[Brief] Look below for the lines from the one with "unique constraint on" to the one with "(case-sensitive, as stored)", and copy exactly those lines, both ends included.

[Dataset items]

******

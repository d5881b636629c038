//! User repository for database operations
//!
//! Credential-store access with bcrypt password hashing and the
//! per-user refresh token field used for session revocation.

use sqlx::PgPool;

use crate::core::db::models::User;

/// Cost factor for bcrypt hashing
const BCRYPT_COST: u32 = 10;

/// User repository error types
#[derive(Debug, thiserror::Error)]
pub enum UserRepositoryError {
    #[error("User not found")]
    NotFound,

    #[error("Email already exists")]
    EmailAlreadyExists,

    #[error("Password hashing failed: {0}")]
    HashingError(String),

    #[error("Database error: {0}")]
    DatabaseError(#[from] sqlx::Error),
}

/// User repository for database operations
#[derive(Clone)]
pub struct UserRepository {
    pool: PgPool,
}

impl UserRepository {
    /// Create a new user repository
    pub fn new(pool: PgPool) -> Self {
        Self { pool }
    }

    /// Hash a password using bcrypt with automatic salt generation
    pub fn hash_password(password: &str) -> Result<String, UserRepositoryError> {
        bcrypt::hash(password, BCRYPT_COST)
            .map_err(|e| UserRepositoryError::HashingError(e.to_string()))
    }

    /// Verify a password against a bcrypt hash
    pub fn verify_password(password: &str, hash: &str) -> Result<bool, UserRepositoryError> {
        bcrypt::verify(password, hash).map_err(|e| UserRepositoryError::HashingError(e.to_string()))
    }

    /// Create a new user with a plain text password (will be hashed).
    ///
    /// The email pre-check is an optimization; the unique constraint on
    /// `users.email` is the source of truth, so a concurrent duplicate
    /// registration that slips past the check still fails here with
    /// `EmailAlreadyExists` instead of overwriting anything.
    pub async fn create(
        &self,
        name: &str,
        email: &str,
        password: &str,
    ) -> Result<User, UserRepositoryError> {
        if self.find_by_email(email).await?.is_some() {
            return Err(UserRepositoryError::EmailAlreadyExists);
        }

        let password_hash = Self::hash_password(password)?;

        let result = sqlx::query_as::<_, User>(
            r#"
            INSERT INTO users (name, email, password_hash)
            VALUES ($1, $2, $3)
            RETURNING id, name, email, password_hash, refresh_token, created_at
            "#,
        )
        .bind(name)
        .bind(email)
        .bind(&password_hash)
        .fetch_one(&self.pool)
        .await;

        match result {
            Ok(user) => Ok(user),
            Err(sqlx::Error::Database(db)) if db.is_unique_violation() => {
                Err(UserRepositoryError::EmailAlreadyExists)
            }
            Err(e) => Err(e.into()),
        }
    }

    /// Find a user by ID
    pub async fn find_by_id(&self, id: i64) -> Result<Option<User>, UserRepositoryError> {
        let user = sqlx::query_as::<_, User>(
            r#"
            SELECT id, name, email, password_hash, refresh_token, created_at
            FROM users
            WHERE id = $1
            "#,
        )
        .bind(id)
        .fetch_optional(&self.pool)
        .await?;

        Ok(user)
    }

    /// Find a user by email (case-sensitive, as stored)
    pub async fn find_by_email(&self, email: &str) -> Result<Option<User>, UserRepositoryError> {
        let user = sqlx::query_as::<_, User>(
            r#"
            SELECT id, name, email, password_hash, refresh_token, created_at
            FROM users
            WHERE email = $1
            "#,
        )
        .bind(email)
        .fetch_optional(&self.pool)
        .await?;

        Ok(user)
    }

    /// Overwrite the stored refresh token unconditionally.
    ///
    /// `Some(token)` is the login/rotation operation, `None` the logout
    /// operation. This is the sole revocation mechanism for refresh
    /// tokens.
    pub async fn set_refresh_token(
        &self,
        user_id: i64,
        token: Option<&str>,
    ) -> Result<(), UserRepositoryError> {
        let result = sqlx::query(
            r#"
            UPDATE users
            SET refresh_token = $2
            WHERE id = $1
            "#,
        )
        .bind(user_id)
        .bind(token)
        .execute(&self.pool)
        .await?;

        if result.rows_affected() == 0 {
            return Err(UserRepositoryError::NotFound);
        }

        Ok(())
    }

    /// Clear the refresh token for whichever user currently holds the
    /// exact value. A no-op (0 rows) is not an error: logout with an
    /// already-cleared token still succeeds.
    pub async fn clear_refresh_token_by_value(
        &self,
        token: &str,
    ) -> Result<u64, UserRepositoryError> {
        let result = sqlx::query(
            r#"
            UPDATE users
            SET refresh_token = NULL
            WHERE refresh_token = $1
            "#,
        )
        .bind(token)
        .execute(&self.pool)
        .await?;

        Ok(result.rows_affected())
    }

    /// Authenticate a user by email and password.
    /// Returns the user if credentials are valid, None otherwise
    pub async fn authenticate(
        &self,
        email: &str,
        password: &str,
    ) -> Result<Option<User>, UserRepositoryError> {
        let user = match self.find_by_email(email).await? {
            Some(u) => u,
            None => return Ok(None),
        };

        let is_valid = Self::verify_password(password, &user.password_hash)?;

        if is_valid { Ok(Some(user)) } else { Ok(None) }
    }
}

#[cfg(test)]
mod tests {
    use super::*;

    // ========================================================================
    // Password hashing tests (don't require database)
    // ========================================================================

    #[test]
    fn test_hash_password_produces_valid_bcrypt_hash() {
        let password = "my_secure_password123!";
        let hash = UserRepository::hash_password(password).unwrap();

        assert!(hash.starts_with("$2b$") || hash.starts_with("$2a$") || hash.starts_with("$2y$"));
        assert_eq!(hash.len(), 60);
    }

    #[test]
    fn test_hash_password_produces_different_hashes_for_same_password() {
        let password = "same_password";
        let hash1 = UserRepository::hash_password(password).unwrap();
        let hash2 = UserRepository::hash_password(password).unwrap();

        // Random salt
        assert_ne!(hash1, hash2);
    }

    #[test]
    fn test_verify_password_correct() {
        let password = "correct_password";
        let hash = UserRepository::hash_password(password).unwrap();

        assert!(UserRepository::verify_password(password, &hash).unwrap());
    }

    #[test]
    fn test_verify_password_incorrect() {
        let hash = UserRepository::hash_password("correct_password").unwrap();

        assert!(!UserRepository::verify_password("wrong_password", &hash).unwrap());
    }

    #[test]
    fn test_verify_password_unicode() {
        let password = "รหัสผ่าน_密码_🔐";
        let hash = UserRepository::hash_password(password).unwrap();

        assert!(UserRepository::verify_password(password, &hash).unwrap());
    }

    #[test]
    fn test_verify_password_invalid_hash_format() {
        let result = UserRepository::verify_password("password", "not_a_valid_hash");
        assert!(result.is_err());
    }

    #[test]
    fn test_user_repository_error_display() {
        assert_eq!(format!("{}", UserRepositoryError::NotFound), "User not found");
        assert_eq!(
            format!("{}", UserRepositoryError::EmailAlreadyExists),
            "Email already exists"
        );
        assert!(
            format!("{}", UserRepositoryError::HashingError("boom".to_string())).contains("boom")
        );
    }

    // ========================================================================
    // Integration tests (require database)
    // ========================================================================

    #[tokio::test]
    #[ignore = "requires running PostgreSQL database"]
    async fn test_create_and_find_user() {
        let pool = create_test_pool().await;
        let repo = UserRepository::new(pool);

        let user = repo
            .create("Test Create", "test_create@example.com", "secret123")
            .await
            .unwrap();

        assert_eq!(user.email, "test_create@example.com");
        assert_eq!(user.name, "Test Create");
        assert!(user.refresh_token.is_none());
        // Never stored in plain text
        assert_ne!(user.password_hash, "secret123");
        assert!(user.password_hash.starts_with("$2"));

        let found = repo.find_by_id(user.id).await.unwrap();
        assert_eq!(found.unwrap().id, user.id);
    }

    #[tokio::test]
    #[ignore = "requires running PostgreSQL database"]
    async fn test_create_user_duplicate_email() {
        let pool = create_test_pool().await;
        let repo = UserRepository::new(pool);

        let first = repo
            .create("First", "duplicate@example.com", "password1")
            .await
            .unwrap();

        let result = repo
            .create("Second", "duplicate@example.com", "password2")
            .await;
        assert!(matches!(
            result,
            Err(UserRepositoryError::EmailAlreadyExists)
        ));

        // First record untouched
        let unchanged = repo.find_by_id(first.id).await.unwrap().unwrap();
        assert_eq!(unchanged.name, "First");
    }

    #[tokio::test]
    #[ignore = "requires running PostgreSQL database"]
    async fn test_set_and_clear_refresh_token() {
        let pool = create_test_pool().await;
        let repo = UserRepository::new(pool);

        let user = repo
            .create("Token User", "token_user@example.com", "password")
            .await
            .unwrap();

        repo.set_refresh_token(user.id, Some("token-a")).await.unwrap();
        let stored = repo.find_by_id(user.id).await.unwrap().unwrap();
        assert_eq!(stored.refresh_token.as_deref(), Some("token-a"));

        // Rotation overwrites the previous value
        repo.set_refresh_token(user.id, Some("token-b")).await.unwrap();
        let stored = repo.find_by_id(user.id).await.unwrap().unwrap();
        assert_eq!(stored.refresh_token.as_deref(), Some("token-b"));

        // Logout by value clears it; stale values are a no-op
        assert_eq!(repo.clear_refresh_token_by_value("token-a").await.unwrap(), 0);
        assert_eq!(repo.clear_refresh_token_by_value("token-b").await.unwrap(), 1);
        let stored = repo.find_by_id(user.id).await.unwrap().unwrap();
        assert!(stored.refresh_token.is_none());
    }

    #[tokio::test]
    #[ignore = "requires running PostgreSQL database"]
    async fn test_authenticate() {
        let pool = create_test_pool().await;
        let repo = UserRepository::new(pool);

        let user = repo
            .create("Auth User", "auth@example.com", "correct_password")
            .await
            .unwrap();

        let ok = repo
            .authenticate("auth@example.com", "correct_password")
            .await
            .unwrap();
        assert_eq!(ok.unwrap().id, user.id);

        let wrong = repo
            .authenticate("auth@example.com", "wrong_password")
            .await
            .unwrap();
        assert!(wrong.is_none());

        let unknown = repo
            .authenticate("nobody@example.com", "correct_password")
            .await
            .unwrap();
        assert!(unknown.is_none());
    }

    async fn create_test_pool() -> PgPool {
        use crate::core::db::pool::{DbConfig, create_pool};

        let url = std::env::var("DATABASE_URL").expect("DATABASE_URL must be set for tests");
        create_pool(&DbConfig::new(url))
            .await
            .expect("Failed to create test pool")
    }
}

******

[Task response]
    /// The email pre-check is an optimization; the unique constraint on
    /// `users.email` is the source of truth, so a concurrent duplicate
    /// registration that slips past the check still fails here with
    /// `EmailAlreadyExists` instead of overwriting anything.
    pub async fn create(
        &self,
        name: &str,
        email: &str,
        password: &str,
    ) -> Result<User, UserRepositoryError> {
        if self.find_by_email(email).await?.is_some() {
            return Err(UserRepositoryError::EmailAlreadyExists);
        }

        let password_hash = Self::hash_password(password)?;

        let result = sqlx::query_as::<_, User>(
            r#"
            INSERT INTO users (name, email, password_hash)
            VALUES ($1, $2, $3)
            RETURNING id, name, email, password_hash, refresh_token, created_at
            "#,
        )
        .bind(name)
        .bind(email)
        .bind(&password_hash)
        .fetch_one(&self.pool)
        .await;

        match result {
            Ok(user) => Ok(user),
            Err(sqlx::Error::Database(db)) if db.is_unique_violation() => {
                Err(UserRepositoryError::EmailAlreadyExists)
            }
            Err(e) => Err(e.into()),
        }
    }

    /// Find a user by ID
    pub async fn find_by_id(&self, id: i64) -> Result<Option<User>, UserRepositoryError> {
        let user = sqlx::query_as::<_, User>(
            r#"
            SELECT id, name, email, password_hash, refresh_token, created_at
            FROM users
            WHERE id = $1
            "#,
        )
        .bind(id)
        .fetch_optional(&self.pool)
        .await?;

        Ok(user)
    }

    /// Find a user by email (case-sensitive, as stored)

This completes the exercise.